Clang…, Clang…,

-Surrounded by four beefy guards, the heavily chained prisoner was escorted down to the hallway to the sound of echoing chains. Moments later a cell door opens and the prisoner is shoved in chains and all.-

Me: Oh, you're back I see. Apparently fast updates aren't my thing, oh and solitary confinement may also have had something to do with the slow updates. But still, that's no excuse.

-Struggles to free self from chains, managing eventually.-

Me: hey look five more locks for my collection, anyway here's chapter six, chapter seven's somewhat planned and should be ready by the 7th next year. So try to enjoy this sixth chapter and drop me a line, or review, or both.

-Takes out a cunningly hidden plastic spoon.-

Me: With this plastic spoon I should be out of here in no time.

-Starts digging right in the middle of the cell.-

Me: Well, what are you still doing here? Don't you have something you should be reading not too far from here?



The three kept walking down the ship's corridors, making their way to the bridge, a deathly silence surrounding them, until Chaud finally broke the ice.

CHAUD: Slur, I'm curious about something from the journal, something you could shed some light on.
SLUR: If I can…
CHAUD: Your portals never bared the Crest of Duo before, what has changed? How are they different now from the ones before?
SLUR: Several things about them have changed, and aside from the removal of a major flaw, most of them are just small tweaks.
LAN: Major flaw?
SLUR: Initially my portals would tear right through the very fabric of the network as they transported me to were I wanted to go. Convenient yes, but after repeated use, strange things would begin happening in that part of the network, ranging from mild interference to critical network failures. Something which doesn't happen anymore.
MEGAMAN: So the Crest reflects these improvements?
SLUR: Not quite. The reason my portals bear the Crest is that it is now my navi mark. A few of the scientists rewriting some of my missing data thought it fittingly ironic that the mark used to identify humanity's saviors before Duo, be used to identify Duo's former aid before humanity.
LAN: And you're ok with this?
SLUR: There's no reason for me not to. We know what the crest stands for better than anyone else.

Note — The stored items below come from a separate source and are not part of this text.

//! Command to move a node to another path.

use crate::error::CliError;
use crate::utils::{emit_tree, parse_path_arg, pick_existing, read_tree, GlobalOptions};
use arbor::Config;
use clap::Args;
use std::path::PathBuf;

/// Move the node at one path to another.
#[derive(Args)]
pub struct MoveCommand {
    /// Tree document
    #[arg(value_name = "FILE")]
    pub file: PathBuf,

    /// Path of the node to move, or a JSON array of keys
    #[arg(value_name = "FROM")]
    pub from: String,

    /// Destination path or JSON array of keys; whatever is there is replaced
    #[arg(value_name = "TO")]
    pub to: String,

    /// Rewrite FILE instead of printing the result
    #[arg(long)]
    pub write: bool,
}

impl MoveCommand {
    pub fn execute(self, _global: &GlobalOptions, config: &Config) -> Result<(), CliError> {
        let root = read_tree(&self.file)?;
        let node = pick_existing(&root, &self.from)?;
        let to = parse_path_arg(&self.to)?;

        root.put_node_with(to, &node, &config.default_value())?;
        log::debug!("moved '{}' to '{}'", self.from, node.path());

        emit_tree(&root, config, &self.file, self.write)
    }
}
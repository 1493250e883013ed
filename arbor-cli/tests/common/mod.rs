//! Common test utilities for CLI integration tests.

use assert_cmd::Command;
use serde_json::Value;
use std::path::{Path, PathBuf};
use tempfile::TempDir;

/// A sample document: `root -> a -> {c, d}, root -> b`.
#[allow(dead_code)]
pub const SAMPLE: &str = r#"{
  "value": "root",
  "data": {"owner": "ops"},
  "children": {
    "a": {
      "value": 1,
      "children": {
        "c": {"value": "c"},
        "d": {"value": "d", "data": {"tag": true}}
      }
    },
    "b": {"value": 2}
  }
}"#;

/// Test environment with an isolated working and home directory.
pub struct TestEnv {
    #[allow(dead_code)]
    temp_dir: TempDir,
    /// Path to the temporary directory
    pub temp_path: PathBuf,
}

#[allow(dead_code)]
impl TestEnv {
    pub fn new() -> Self {
        let temp_dir = tempfile::tempdir().expect("Failed to create temp dir");
        let temp_path = temp_dir.path().to_path_buf();
        Self {
            temp_dir,
            temp_path,
        }
    }

    /// The arbor binary, run inside the temp directory with `HOME` pointed
    /// at it and no `ARBOR_*` variables inherited.
    pub fn command(&self) -> Command {
        let mut cmd = Command::cargo_bin("arbor").expect("Failed to find arbor binary");
        cmd.current_dir(&self.temp_path)
            .env("HOME", &self.temp_path)
            .env_remove("ARBOR_CONFIG")
            .env_remove("ARBOR_LOG_MODE")
            .env_remove("ARBOR_FLATTEN_ON_COLLISION")
            .env_remove("ARBOR_JSON_PRETTY")
            .env_remove("ARBOR_JSON_INDENT");
        cmd
    }

    pub fn path(&self) -> &Path {
        &self.temp_path
    }

    /// Write `contents` to `name` under the temp directory.
    pub fn write_file(&self, name: &str, contents: &str) -> PathBuf {
        let path = self.temp_path.join(name);
        std::fs::write(&path, contents).expect("Failed to write test file");
        path
    }

    /// Write the sample document and return its path.
    pub fn sample_doc(&self) -> PathBuf {
        self.write_file("tree.json", SAMPLE)
    }

    /// Parse a file under the temp directory as JSON.
    pub fn read_json(&self, path: &Path) -> Value {
        let contents = std::fs::read_to_string(path).expect("Failed to read file");
        serde_json::from_str(&contents).expect("File is not JSON")
    }
}

/// Parse captured stdout as JSON.
#[allow(dead_code)]
pub fn stdout_json(output: &std::process::Output) -> Value {
    serde_json::from_slice(&output.stdout).expect("stdout is not JSON")
}
//! Property-based tests for tree operations.
//!
//! Random operation sequences run against both backings in lockstep; after
//! every step the link invariants must hold and both backings must agree.

use super::TreeOps;
use crate::path::{parse, TreePath};
use crate::store::{Intrinsic, Node, Registry};
use proptest::prelude::*;
use proptest::test_runner::TestCaseError;

const NODES: usize = 8;

#[derive(Debug, Clone)]
enum Op {
    Add {
        parent: usize,
        key: String,
        child: usize,
    },
    Detach(usize),
    DetachChild {
        parent: usize,
        key: String,
    },
    Replace {
        node: usize,
        replacement: usize,
    },
}

type Shape = Vec<(Option<(usize, String)>, Vec<(String, usize)>)>;

fn key_strategy(allow_empty: bool) -> BoxedStrategy<String> {
    if allow_empty {
        prop_oneof![Just(String::new()), "[a-c]"].boxed()
    } else {
        "[a-c]".boxed()
    }
}

fn op_strategy(allow_empty: bool) -> impl Strategy<Value = Op> {
    prop_oneof![
        4 => (0..NODES, key_strategy(allow_empty), 0..NODES)
            .prop_map(|(parent, key, child)| Op::Add { parent, key, child }),
        1 => (0..NODES).prop_map(Op::Detach),
        1 => (0..NODES, key_strategy(allow_empty))
            .prop_map(|(parent, key)| Op::DetachChild { parent, key }),
        1 => (0..NODES, 0..NODES)
            .prop_map(|(node, replacement)| Op::Replace { node, replacement }),
    ]
}

fn index_of<N: PartialEq>(nodes: &[N], node: &N) -> usize {
    nodes
        .iter()
        .position(|n| n == node)
        .expect("store only links nodes from the fixed set")
}

fn shape<S: TreeOps>(store: &S, nodes: &[S::Node]) -> Shape {
    nodes
        .iter()
        .map(|node| {
            let parent = store
                .parent_link(node)
                .map(|(parent, key)| (index_of(nodes, &parent), key));
            let children = store
                .children(node)
                .into_iter()
                .map(|(key, child)| (key, index_of(nodes, &child)))
                .collect();
            (parent, children)
        })
        .collect()
}

fn apply<S: TreeOps>(store: &mut S, nodes: &[S::Node], op: &Op) -> bool {
    match op {
        Op::Add { parent, key, child } => {
            store.add_child(&nodes[*parent], key, &nodes[*child]).is_ok()
        }
        Op::Detach(node) => {
            store.detach(&nodes[*node]);
            true
        }
        Op::DetachChild { parent, key } => {
            store.detach_child(&nodes[*parent], key);
            true
        }
        Op::Replace { node, replacement } => store
            .replace_with(&nodes[*node], &nodes[*replacement])
            .is_ok(),
    }
}

fn check_invariants<S: TreeOps>(store: &S, nodes: &[S::Node]) -> Result<(), TestCaseError> {
    for node in nodes {
        for (key, child) in store.children(node) {
            prop_assert!(store.parent_link(&child) == Some((node.clone(), key)));
        }

        if let Some((parent, key)) = store.parent_link(node) {
            prop_assert!(store.child(&parent, &key).as_ref() == Some(node));
        }

        prop_assert_eq!(store.parent(node).is_some(), store.key(node).is_some());

        // Bounded climb so a cycle fails instead of hanging.
        let mut steps = 0;
        let mut current = store.parent(node);
        while let Some(parent) = current {
            steps += 1;
            prop_assert!(steps <= nodes.len(), "cycle above node");
            current = store.parent(&parent);
        }

        let root = store.top_ancestor(node);
        prop_assert!(store.pick(&root, store.path(node)) == Some(node.clone()));
    }
    Ok(())
}

fn run_both(ops: &[Op]) -> Result<(Registry<usize>, Vec<usize>), TestCaseError> {
    let handles: Vec<Node<usize>> = (0..NODES).map(Node::new).collect();
    let mut intrinsic = Intrinsic::new();

    let ids: Vec<usize> = (0..NODES).collect();
    let mut registry = Registry::new();

    for op in ops {
        let before = shape(&registry, &ids);

        let intrinsic_ok = apply(&mut intrinsic, &handles, op);
        let registry_ok = apply(&mut registry, &ids, op);
        prop_assert_eq!(intrinsic_ok, registry_ok, "backings disagree on {:?}", op);

        let after = shape(&registry, &ids);
        prop_assert_eq!(&shape(&intrinsic, &handles), &after);
        if !registry_ok {
            prop_assert_eq!(&before, &after, "failed {:?} changed the tree", op);
        }
        if let (true, Op::Add { parent, key, child }) = (registry_ok, op) {
            prop_assert_eq!(after[*child].0.clone(), Some((*parent, key.clone())));
        }

        check_invariants(&intrinsic, &handles)?;
        check_invariants(&registry, &ids)?;
    }

    Ok((registry, ids))
}

proptest! {
    #![proptest_config(ProptestConfig {
        cases: 2000,
        max_shrink_iters: 10000,
        .. ProptestConfig::default()
    })]

    // Links stay consistent and both backings agree after any sequence
    #[test]
    fn random_ops_preserve_invariants(
        ops in prop::collection::vec(op_strategy(true), 0..40)
    ) {
        run_both(&ops)?;
    }

    // Without empty keys, flatten has one entry per walked node
    #[test]
    fn flatten_agrees_with_walk(
        ops in prop::collection::vec(op_strategy(false), 0..40)
    ) {
        let (registry, ids) = run_both(&ops)?;

        for id in ids.iter().filter(|id| registry.is_root(id)) {
            let walked: Vec<_> = registry.walk(id).map(|(node, _)| node).collect();
            let flat = registry.flatten(id);

            prop_assert_eq!(flat.len(), walked.len());
            prop_assert_eq!(flat.get(""), Some(id));
            prop_assert_eq!(flat.values().copied().collect::<Vec<_>>(), walked);
            for (path, node) in &flat {
                prop_assert_eq!(registry.pick(id, path.as_str()), Some(*node));
            }
        }
    }

    // Joining keys then parsing returns the same keys
    #[test]
    fn path_string_roundtrip(keys in prop::collection::vec("[a-z0-9_.-]{1,8}", 0..8)) {
        let joined = parse::join_keys(&keys);
        prop_assert_eq!(TreePath::parse(&joined).keys(), keys.as_slice());
    }

    // Interior empty keys survive parsing
    #[test]
    fn interior_empty_keys_preserved(
        first in "[a-z]{1,4}",
        last in "[a-z]{1,4}",
        gaps in 1usize..4
    ) {
        let text = format!("{first}{}{last}", "/".repeat(gaps + 1));
        let path = TreePath::parse(&text);
        prop_assert_eq!(path.len(), gaps + 2);
        prop_assert!(path.keys()[1..=gaps].iter().all(String::is_empty));
    }
}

A few minutes later and the three arrived outside the bridge door and as Lan was about to enter, Slur paused for a moment looking off in the distance, stated that she still had things to do in the area around the engine room and took her leave heading further down the corridor.

LAN: One wanders what the navigator of a ship could be doing in the engine room, but none the less… shall we go in?

Chaud glared down the corridor after Slur with a suspicious look on his face until she disappeared from sight and then turned towards Lan.

CHAUD: Yes, let's.

The two entered and amongst all the scientists running to and fro, spotted and were greeted by the familiar face of Mr.Famous.

FAMOUS: Oh, hey guys, you're just in time. We should be jumping into hyperspace any minute now.
LAN: Hey Mr. Famous, have you seen dad around?
FAMOUS: Actually I did. He was going to work on something in the engine room area, though I was hurrying to get here so I didn't stop to ask.
LAN: The engine room? Wasn't that wher…
CHAUD: Yes it was.
LAN: You thin…

Just then, Lan was interrupted by a voice announcing through the ship's speaker system that the hyperspace window was opening followed by a countdown.

FAMOUS: Better grab on to something, this could get a little ruff.
LAN: Oh yea!

Having completely forgotten what he was talking just a moment ago, Lan quickly jumped into the empty captain's chair and pointing straight ahead with his right hand exclaimed as the countdown reached zero:

LAN: Take us to warp speed. Engage!
MEGAMAN: You reeeeaaaally need to take it easy with the late night sci-fi reruns Lan.

Lan was marveling as hypnotic streaks of light rushed by at phenomenal speed, each one of the seeming infinity of different colors more mesmerizing than the last.

LAN: WOW! I've really got to thank dad for bringing us on this trip. I would have died of boredom back home.

The hours passed like moments, and even though Lan had been looking in awe at the spectacle before him for almost five hours, he showed no signs of fatigue whatsoever, only stopping when Famous pulled him away by force stating that both Lan and Chaud should get some rest.
Reluctantly Lan allowed himself to be dragged along, down to the crew compartments and his room, exactly opposite Chaud's.

FAMOUS: Ok guys get some rest, you need it. I'll be in my room further down.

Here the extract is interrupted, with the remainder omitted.